Microgrid Financing: How to Fund Your Project

Nov. 30, 2021
Microgrid projects can be treated as either a capital expense under a direct purchase or as an operational expense under a power purchase agreement. Joe Williams, distributed energy resources product manager at Eaton, shares insights on microgrid financing, power purchase agreements and energy-as-a-service. 

Joe Williams, distributed energy resources product manager at Eaton, shares insights on microgrid financing, power purchase agreements and energy-as-a-service. 

The value of microgrids is clear — all around the world, microgrids are helping advance energy resilience, sustainability and efficiency. Yet project financing remains one of the most difficult obstacles to overcome to get a microgrid project off the ground.

With over 10 years of experience deploying microgrid systems, we’ve noticed that project financing, defining resilience and navigating the utility interconnection process are common challenges an organization will face when deploying microgrid systems.
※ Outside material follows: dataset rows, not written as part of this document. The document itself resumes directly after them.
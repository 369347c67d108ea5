//! Durable storage for the last confirmed `StateRecord`.

use std::io;
use std::path::{Path, PathBuf};

use tracing::{debug, warn};

use crate::atomic::write_atomic;
use crate::error::PowerdError;
use crate::state::StateRecord;

pub trait StateStore {
    /// Last saved record, or `None` when nothing usable is stored.
    fn load(&self) -> Option<StateRecord>;
    fn save(&mut self, record: &StateRecord) -> Result<(), PowerdError>;
}

impl<T: StateStore + ?Sized> StateStore for Box<T> {
    fn load(&self) -> Option<StateRecord> {
        (**self).load()
    }

    fn save(&mut self, record: &StateRecord) -> Result<(), PowerdError> {
        (**self).save(record)
    }
}

/// One JSON document on disk, replaced atomically on every save.
#[derive(Debug, Clone)]
pub struct JsonFileStore {
    path: PathBuf,
}

impl JsonFileStore {
    /// Open a store at `path`, creating the parent directory if needed.
    pub fn open(path: impl Into<PathBuf>) -> Result<Self, PowerdError> {
        let path = path.into();
        if let Some(parent) = path.parent()
            && !parent.as_os_str().is_empty()
        {
            std::fs::create_dir_all(parent).map_err(|e| {
                PowerdError::Persistence(format!("create {}: {e}", parent.display()))
            })?;
        }
        Ok(Self { path })
    }

    /// Store handle for reading only; touches nothing on disk.
    pub fn read_only(path: impl Into<PathBuf>) -> Self {
        Self { path: path.into() }
    }

    pub fn path(&self) -> &Path {
        &self.path
    }
}

impl StateStore for JsonFileStore {
    fn load(&self) -> Option<StateRecord> {
        let text = match std::fs::read_to_string(&self.path) {
            Ok(t) => t,
            Err(e) if e.kind() == io::ErrorKind::NotFound => {
                debug!(path = %self.path.display(), "no state file");
                return None;
            }
            Err(e) => {
                warn!(path = %self.path.display(), error = %e, "state file unreadable; treating as unknown");
                return None;
            }
        };
        match serde_json::from_str::<StateRecord>(&text) {
            Ok(rec) => Some(rec),
            Err(e) => {
                warn!(path = %self.path.display(), error = %e, "state file corrupt; treating as unknown");
                None
            }
        }
    }

    fn save(&mut self, record: &StateRecord) -> Result<(), PowerdError> {
        let bytes = serde_json::to_vec(record)
            .map_err(|e| PowerdError::Persistence(format!("encode state: {e}")))?;
        write_atomic(&self.path, &bytes)
            .map_err(|e| PowerdError::Persistence(format!("write {}: {e}", self.path.display())))?;
        debug!(path = %self.path.display(), state = %record.state, "state saved");
        Ok(())
    }
}
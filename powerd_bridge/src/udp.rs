use std::net::UdpSocket;

use powerd_traits::{BoxError, Broadcaster};
use tracing::debug;

use crate::error::Result;

/// Sends single UDP datagrams with `SO_BROADCAST` enabled.
#[derive(Debug, Clone, Default)]
pub struct UdpBroadcaster;

impl UdpBroadcaster {
    pub fn new() -> Self {
        Self
    }

    pub fn send_datagram(&self, address: &str, payload: &[u8]) -> Result<()> {
        let sock = UdpSocket::bind(("0.0.0.0", 0))?;
        sock.set_broadcast(true)?;
        let n = sock.send_to(payload, address)?;
        debug!(address, bytes = n, "datagram sent");
        Ok(())
    }
}

impl Broadcaster for UdpBroadcaster {
    fn broadcast(&self, address: &str, payload: &[u8]) -> std::result::Result<(), BoxError> {
        self.send_datagram(address, payload)
            .map_err(|e| Box::new(e) as BoxError)
    }
}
We discussed defining resilience in an earlier article, and we’ll address the latter of these three challenges in an upcoming installment. Today, let’s zero in on available financing options and how to determine the best approach for your organization.

Broadly speaking, there are two primary methods to finance microgrid projects — direct purchase and power purchase agreements (PPA). Each approach has its own unique benefits and purpose:

  • Direct purchase is just what it sounds like, with the site owner buying the system from a solutions provider. The solutions provider is often contracted to provide engineering, installation services and support operations and maintenance.
  • Power purchase agreements, which can be provided under an energy-as-a-service model, where the site owner pays a set electricity rate to a solution provider (or financier) that is based on the output and performance of the microgrid system.
Are microgrids a capital or operational expense?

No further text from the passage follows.